Blood tests are used to determine blood sugar, potassium, sodium, and other electrolyte levels; tests for ketone levels, kidney function, and blood acidity can also be helpful in reaching diagnosis. In some cases, chest x-rays, ECGs, urine tests, and CT scans may also be called for.
The main treatment for DKA is intravenous fluid replacement to reverse dehydration and dilute glucose and acidity in the blood. Potassium is often added to replace lost electrolytes. Once hydration is achieved, insulin is given to bring blood sugar back to a safe level. When blood sugar has fallen to within an acceptable range, a combination of insulin and glucose is commonly administered so that insulin can do its work without causing dangerously low blood sugar levels.
A DKA diagnosis usually requires hospital admission and may call for intensive care unit admission, depending on the severity of the condition. Mild acidosis and dehydration may be resolved with outpatient emergency treatment, but it is important that patients follow up after even a mild episode of DKA, in order to rule out any preventable underlying causes and ensure that the condition does not return.

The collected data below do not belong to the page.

//! Tile service layer.
//!
//! This module turns slippy-map tile requests into composited PNG tiles and
//! caches the expensive intermediate and final results.
//!
//! # Architecture
//!
//! ```text
//! ┌─────────────────────────────────────────┐
//! │              HTTP Handlers              │
//! └────────────────────┬────────────────────┘
//!                      │ submit
//!                      ▼
//! ┌─────────────────────────────────────────┐
//! │     TileDispatcher (N worker tasks)     │
//! └────────────────────┬────────────────────┘
//!                      ▼
//! ┌─────────────────────────────────────────┐
//! │              Tile Service               │
//! │  ┌──────────────┐  ┌─────────────────┐  │
//! │  │  ByteCache   │  │  DiskTileStore  │  │
//! │  │  (tiles)     │  │  (z_x_y_f.png)  │  │
//! │  └──────────────┘  └─────────────────┘  │
//! └────────────────────┬────────────────────┘
//!                      ▼
//! ┌─────────────────────────────────────────┐
//! │             TileCompositor              │
//! │  ┌──────────────┐  ┌─────────────────┐  │
//! │  │ SpatialIndex │  │ZoomedFloorCache │  │
//! │  └──────────────┘  └────────┬────────┘  │
//! └─────────────────────────────┼───────────┘
//!                               ▼
//!                  Floor::prepared_image (once per floor)
//! ```
//!
//! # Components
//!
//! - [`TileDispatcher`]: bounded worker pool with a reply slot per request
//! - [`TileService`]: cache, store and compositor orchestration
//! - [`ByteCache`]: size-bounded LRU with single-flight fills
//! - [`TileCompositor`]: overlays overlapping floors onto a 256×256 canvas
//! - [`ZoomedFloorCache`]: floor images resized per zoom level
//! - [`DiskTileStore`]: persisted tiles named `{z}_{x}_{y}_{floor}.png`

mod cache;
mod compositor;
mod dispatcher;
mod encoder;
mod service;
mod store;
mod zoomed;

pub use cache::{ByteCache, CacheStats, DEFAULT_TILE_CACHE_CAPACITY, DEFAULT_ZOOMED_CACHE_CAPACITY};
pub use compositor::{floor_offset, Composed, TileCompositor};
pub use dispatcher::{TileDispatcher, TileHandler, DEFAULT_TILE_WORKERS};
pub use encoder::{blank_tile, decode_png, encode_png, encode_png_fast, is_png};
pub use service::{TileKey, TileOrigin, TileRequest, TileResponse, TileService};
pub use store::DiskTileStore;
pub use zoomed::{zoomed_dimensions, ZoomedFloorCache, ZoomedFloorKey, MAX_ZOOMED_PIXELS};
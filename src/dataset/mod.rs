//! Building dataset and spatial queries.
//!
//! The dataset is loaded once at startup from the campus map JSON and shared
//! read-only. Floor entities carry their own prepared-image gate, so the same
//! `Arc<Floor>` handed out by [`SpatialIndex`] queries is the unit of
//! memoization for image preparation.

mod model;
mod spatial;
mod store;

pub use model::{Building, Floor, Item, Room};
pub use spatial::SpatialIndex;
pub use store::{Dataset, FloorRef};
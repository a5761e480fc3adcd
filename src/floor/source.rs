//! Byte sources for floor-plan raster assets.

use std::path::{Component, Path, PathBuf};

use async_trait::async_trait;
use bytes::Bytes;
use tracing::debug;

use crate::error::AssetError;

/// Trait for fetching the raw bytes of a floor image by its reference.
///
/// The reference is the `image` field of a floor (e.g. `maps/hebb/1.png`).
/// Implementations decide how that maps onto storage.
#[async_trait]
pub trait ImageSource: Send + Sync {
    /// Load the encoded image bytes for `image_ref`.
    async fn load(&self, image_ref: &str) -> Result<Bytes, AssetError>;
}

/// Image source backed by a directory on the local filesystem.
#[derive(Debug, Clone)]
pub struct FsImageSource {
    root: PathBuf,
}

impl FsImageSource {
    /// Create a source that resolves references relative to `root`.
    pub fn new(root: impl Into<PathBuf>) -> Self {
        Self { root: root.into() }
    }

    /// The directory references are resolved against.
    pub fn root(&self) -> &Path {
        &self.root
    }

    /// Resolve a reference to a path under the root.
    ///
    /// Absolute paths and `..` components are refused so a reference cannot
    /// point outside the asset directory.
    pub fn resolve(&self, image_ref: &str) -> Option<PathBuf> {
        let relative = Path::new(image_ref);
        let safe = relative
            .components()
            .all(|c| matches!(c, Component::Normal(_) | Component::CurDir));

        if image_ref.is_empty() || !safe {
            return None;
        }
        Some(self.root.join(relative))
    }
}

#[async_trait]
impl ImageSource for FsImageSource {
    async fn load(&self, image_ref: &str) -> Result<Bytes, AssetError> {
        let path = self
            .resolve(image_ref)
            .ok_or_else(|| AssetError::NotFound(image_ref.to_string()))?;

        debug!(path = %path.display(), "Loading floor image");

        match tokio::fs::read(&path).await {
            Ok(data) => Ok(Bytes::from(data)),
            Err(e) if e.kind() == std::io::ErrorKind::NotFound => {
                Err(AssetError::NotFound(image_ref.to_string()))
            }
            Err(e) => Err(AssetError::Io {
                path: image_ref.to_string(),
                message: e.to_string(),
            }),
        }
    }
}
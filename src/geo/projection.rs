//! Web Mercator slippy-tile projection.
//!
//! Converts between tile addresses and geographic coordinates. A tile's north
//! west corner is the projection of `(x, y)` and its south east corner is the
//! projection of `(x + 1, y + 1)`, so neighbouring tiles compute their shared
//! edge from the same inputs and agree on it exactly.

use std::f64::consts::PI;

use crate::error::TileError;

use super::bounds::{BoundingBox, LatLng};

/// Width and height of a rendered tile in pixels.
pub const TILE_SIZE: u32 = 256;

/// Highest supported zoom level (keeps `2^zoom` inside `u32`).
pub const MAX_ZOOM: u32 = 30;

/// Address of a tile in the slippy grid.
#[derive(Debug, Clone, Copy, PartialEq, Eq, Hash)]
pub struct TileAddress {
    pub zoom: u32,
    pub x: u32,
    pub y: u32,
}

impl TileAddress {
    /// Create an address, rejecting coordinates outside `0..2^zoom`.
    pub fn new(zoom: u32, x: u32, y: u32) -> Result<Self, TileError> {
        if zoom > MAX_ZOOM {
            return Err(TileError::InvalidRequest {
                message: format!("zoom {} exceeds maximum of {}", zoom, MAX_ZOOM),
            });
        }

        let tiles = tiles_per_axis(zoom);
        if u64::from(x) >= tiles || u64::from(y) >= tiles {
            return Err(TileError::TileOutOfBounds {
                zoom,
                x,
                y,
                max: tiles - 1,
            });
        }

        Ok(Self { zoom, x, y })
    }

    /// Geographic extent of this tile.
    pub fn bounds(&self) -> BoundingBox {
        tile_to_bounding_box(self.x, self.y, self.zoom)
    }
}

/// Number of tiles along each axis at `zoom`.
#[inline]
pub fn tiles_per_axis(zoom: u32) -> u64 {
    1u64 << zoom
}

/// Project a tile-space corner to latitude/longitude.
///
/// `x` and `y` may equal `2^zoom` (the far edge of the last tile).
pub fn tile_corner(x: u32, y: u32, zoom: u32) -> LatLng {
    let n = 2f64.powi(zoom as i32);
    let lng = f64::from(x) / n * 360.0 - 180.0;
    let lat = (PI - 2.0 * PI * f64::from(y) / n).sinh().atan() * 180.0 / PI;
    LatLng { lat, lng }
}

/// Geographic bounding box of tile `(x, y)` at `zoom`.
pub fn tile_to_bounding_box(x: u32, y: u32, zoom: u32) -> BoundingBox {
    let north_west = tile_corner(x, y, zoom);
    let south_east = tile_corner(x + 1, y + 1, zoom);

    BoundingBox {
        north: north_west.lat,
        south: south_east.lat,
        east: south_east.lng,
        west: north_west.lng,
    }
}

/// Forward projection: fractional tile coordinates of a point at `zoom`.
///
/// The integer parts are the address of the tile containing the point.
pub fn lat_lng_to_tile(lat: f64, lng: f64, zoom: u32) -> (f64, f64) {
    let n = 2f64.powi(zoom as i32);
    let x = (lng + 180.0) / 360.0 * n;
    let lat_rad = lat.to_radians();
    let y = (1.0 - lat_rad.tan().asinh() / PI) / 2.0 * n;
    (x, y)
}
use thiserror::Error;

/// Errors that can occur when loading or decoding a floor's raster asset.
///
/// These are recorded once per floor and handed to every caller waiting on
/// the floor's preparation, so they must be cheap to clone.
#[derive(Debug, Clone, PartialEq, Eq, Error)]
pub enum AssetError {
    /// The image reference does not resolve to a readable asset
    #[error("Asset not found: {0}")]
    NotFound(String),

    /// Reading the asset failed
    #[error("I/O error reading {path}: {message}")]
    Io { path: String, message: String },

    /// The asset was read but could not be decoded as an image
    #[error("Failed to decode {path}: {message}")]
    Decode { path: String, message: String },
}

/// Errors raised while loading or saving the building dataset.
#[derive(Debug, Error)]
pub enum DatasetError {
    /// Reading or writing the backing file failed
    #[error("I/O error: {0}")]
    Io(#[from] std::io::Error),

    /// The backing file is not a valid building list
    #[error("Parse error: {0}")]
    Parse(#[from] serde_json::Error),

    /// A floor declares a bounding box with north <= south or east <= west
    #[error("Invalid geometry for building {building}, floor {floor}: {reason}")]
    InvalidGeometry {
        building: String,
        floor: String,
        reason: String,
    },

    /// A building lists two floors with the same name
    #[error("Building {building} has more than one floor named {floor}")]
    DuplicateFloor { building: String, floor: String },
}

/// Errors that can occur while serving a tile request.
#[derive(Debug, Clone, Error)]
pub enum TileError {
    /// The request could not be parsed (non-integer coordinates, bad name)
    #[error("Invalid request: {message}")]
    InvalidRequest { message: String },

    /// Tile coordinates are outside the slippy grid for the zoom level
    #[error("Tile ({x}, {y}) out of bounds at zoom {zoom} (max index {max})")]
    TileOutOfBounds { zoom: u32, x: u32, y: u32, max: u64 },

    /// The zoomed floor image would exceed the pixel budget
    #[error("Floor {floor} at zoom {zoom} would be {width}x{height} pixels (limit {max_pixels})")]
    CropTooLarge {
        floor: String,
        zoom: u32,
        width: u32,
        height: u32,
        max_pixels: u64,
    },

    /// No building or room has the requested id
    #[error("Item not found: {id}")]
    ItemNotFound { id: String },

    /// A floor image could not be loaded
    #[error("Asset error: {0}")]
    Asset(#[from] AssetError),

    /// Failed to decode an intermediate image
    #[error("Decode error: {message}")]
    DecodeError { message: String },

    /// Failed to encode an image
    #[error("Encode error: {message}")]
    EncodeError { message: String },

    /// A background computation failed to complete (e.g. panicked)
    #[error("Internal error: {message}")]
    Internal { message: String },

    /// The worker pool is no longer accepting requests
    #[error("Tile workers are not running")]
    Unavailable,
}

impl From<tokio::task::JoinError> for TileError {
    fn from(err: tokio::task::JoinError) -> Self {
        TileError::Internal {
            message: err.to_string(),
        }
    }
}
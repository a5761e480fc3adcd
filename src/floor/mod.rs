//! Floor image preparation.
//!
//! Floor plans are stored as raster assets that are usually drawn aligned to
//! the building rather than to true north. Before a floor can be cut into
//! tiles its image is loaded once, decoded and rotated so north points up.
//!
//! - [`ImageSource`]: where the encoded bytes come from
//! - [`FsImageSource`]: assets under a local static directory
//! - [`PreparedImage`]: the per-floor one-time gate holding the result

mod prepare;
mod source;

pub use prepare::{
    prepare_image, rotate_about_center, rotated_dimensions, PreparedImage, PreparedResult,
};
pub use source::{FsImageSource, ImageSource};
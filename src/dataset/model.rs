//! Building, floor and room records.
//!
//! Field names follow the campus map JSON: buildings are keyed by their SIS
//! code (`sis`), floors by `floor`, points use `H`/`L`. Building metadata
//! keys are capitalized in existing files, lowercase is accepted too.

use std::sync::Arc;

use serde::{Deserialize, Serialize};

use crate::error::AssetError;
use crate::floor::{ImageSource, PreparedImage, PreparedResult};
use crate::geo::{BoundingBox, LatLng};

fn is_zero(v: &f64) -> bool {
    *v == 0.0
}

/// A campus building and its floors.
#[derive(Debug, Clone, Default, Serialize, Deserialize)]
pub struct Building {
    /// Stable short code identifying the building
    #[serde(rename = "sis", default)]
    pub id: String,

    #[serde(default, skip_serializing_if = "String::is_empty")]
    pub name: String,

    #[serde(default, skip_serializing_if = "Option::is_none")]
    pub position: Option<LatLng>,

    #[serde(default, skip_serializing_if = "Vec::is_empty")]
    pub floors: Vec<Arc<Floor>>,

    #[serde(rename = "Address", alias = "address", default)]
    pub address: String,

    #[serde(rename = "Image", alias = "image", default)]
    pub image: String,

    #[serde(rename = "Description", alias = "description", default)]
    pub description: String,
}

impl Building {
    /// Public-facing summary without floors or description.
    pub fn meta(&self) -> Building {
        Building {
            id: self.id.clone(),
            name: self.name.clone(),
            position: self.position,
            floors: Vec::new(),
            address: self.address.clone(),
            image: self.image.clone(),
            description: String::new(),
        }
    }

    /// Find a floor by name.
    pub fn floor(&self, name: &str) -> Option<&Arc<Floor>> {
        self.floors.iter().find(|f| f.name == name)
    }

    /// Whether the building's position or any of its floors overlaps `bounds`.
    pub fn overlaps(&self, bounds: &BoundingBox) -> bool {
        if self.position.is_some_and(|p| bounds.contains(&p)) {
            return true;
        }
        self.floors.iter().any(|f| bounds.overlaps(&f.coords))
    }
}

/// One floor of a building with its geo-referenced plan image.
#[derive(Debug, Serialize, Deserialize)]
pub struct Floor {
    #[serde(rename = "floor")]
    pub name: String,

    pub coords: BoundingBox,

    /// Asset reference of the plan image, relative to the static root
    #[serde(default)]
    pub image: String,

    #[serde(default, skip_serializing_if = "Vec::is_empty")]
    pub rooms: Vec<Room>,

    /// Degrees to rotate the plan so that north points up
    #[serde(default, skip_serializing_if = "is_zero")]
    pub rotation: f64,

    #[serde(skip)]
    prepared: PreparedImage,
}

impl Floor {
    pub fn new(name: impl Into<String>, coords: BoundingBox, image: impl Into<String>) -> Self {
        Self {
            name: name.into(),
            coords,
            image: image.into(),
            rooms: Vec::new(),
            rotation: 0.0,
            prepared: PreparedImage::new(),
        }
    }

    pub fn with_rotation(mut self, degrees: f64) -> Self {
        self.rotation = degrees;
        self
    }

    pub fn with_rooms(mut self, rooms: Vec<Room>) -> Self {
        self.rooms = rooms;
        self
    }

    /// The north-aligned plan image, loaded and rotated on first use.
    pub async fn prepared_image<S>(&self, source: &S) -> PreparedResult
    where
        S: ImageSource + ?Sized,
    {
        self.prepared
            .get_or_prepare(source, &self.image, self.rotation)
            .await
    }

    /// Whether preparation has completed (successfully or not).
    pub async fn is_prepared(&self) -> bool {
        self.prepared.is_ready().await
    }

    /// Forget the prepared image or recorded failure.
    pub async fn reset_prepared(&self) {
        self.prepared.reset().await;
    }

    /// Prepare the image and report only the failure, if any.
    pub async fn warm<S>(&self, source: &S) -> Result<(), AssetError>
    where
        S: ImageSource + ?Sized,
    {
        self.prepared_image(source).await.map(|_| ())
    }
}

/// Something that can be looked up by id: a building summary or a room.
///
/// Serializes as the inner record.
#[derive(Debug, Clone, Serialize)]
#[serde(untagged)]
pub enum Item {
    Building(Building),
    Room(Room),
}

/// A room on a floor.
#[derive(Debug, Clone, Default, Serialize, Deserialize)]
pub struct Room {
    #[serde(default)]
    pub id: String,

    /// Code of the owning building, filled in on load
    #[serde(rename = "sis", default, skip_serializing_if = "String::is_empty")]
    pub building_id: String,

    #[serde(default, skip_serializing_if = "String::is_empty")]
    pub name: String,

    #[serde(default, skip_serializing_if = "Option::is_none")]
    pub position: Option<LatLng>,

    /// Position relative to the floor image, used when editing plans
    #[serde(default, skip_serializing_if = "Option::is_none")]
    pub rel_position: Option<LatLng>,

    #[serde(rename = "type", default, skip_serializing_if = "String::is_empty")]
    pub kind: String,

    /// Name of the owning floor, filled in on load
    #[serde(default, skip_serializing_if = "String::is_empty")]
    pub floor: String,
}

Most people with DKA recover completely with appropriate, prompt treatment. About two percent of cases lead to death. Occasionally, underlying illnesses cause additional symptoms, and treatment complications may include low blood sugar, low potassium, fluid in the lungs (pulmonary edema), or brain swelling (cerebral edema).
Home care for DKA is centered around prevention of high blood sugar through careful monitoring, insulin treatment, maintaining hydration, and knowing the warning signs for underlying causes (such as infection).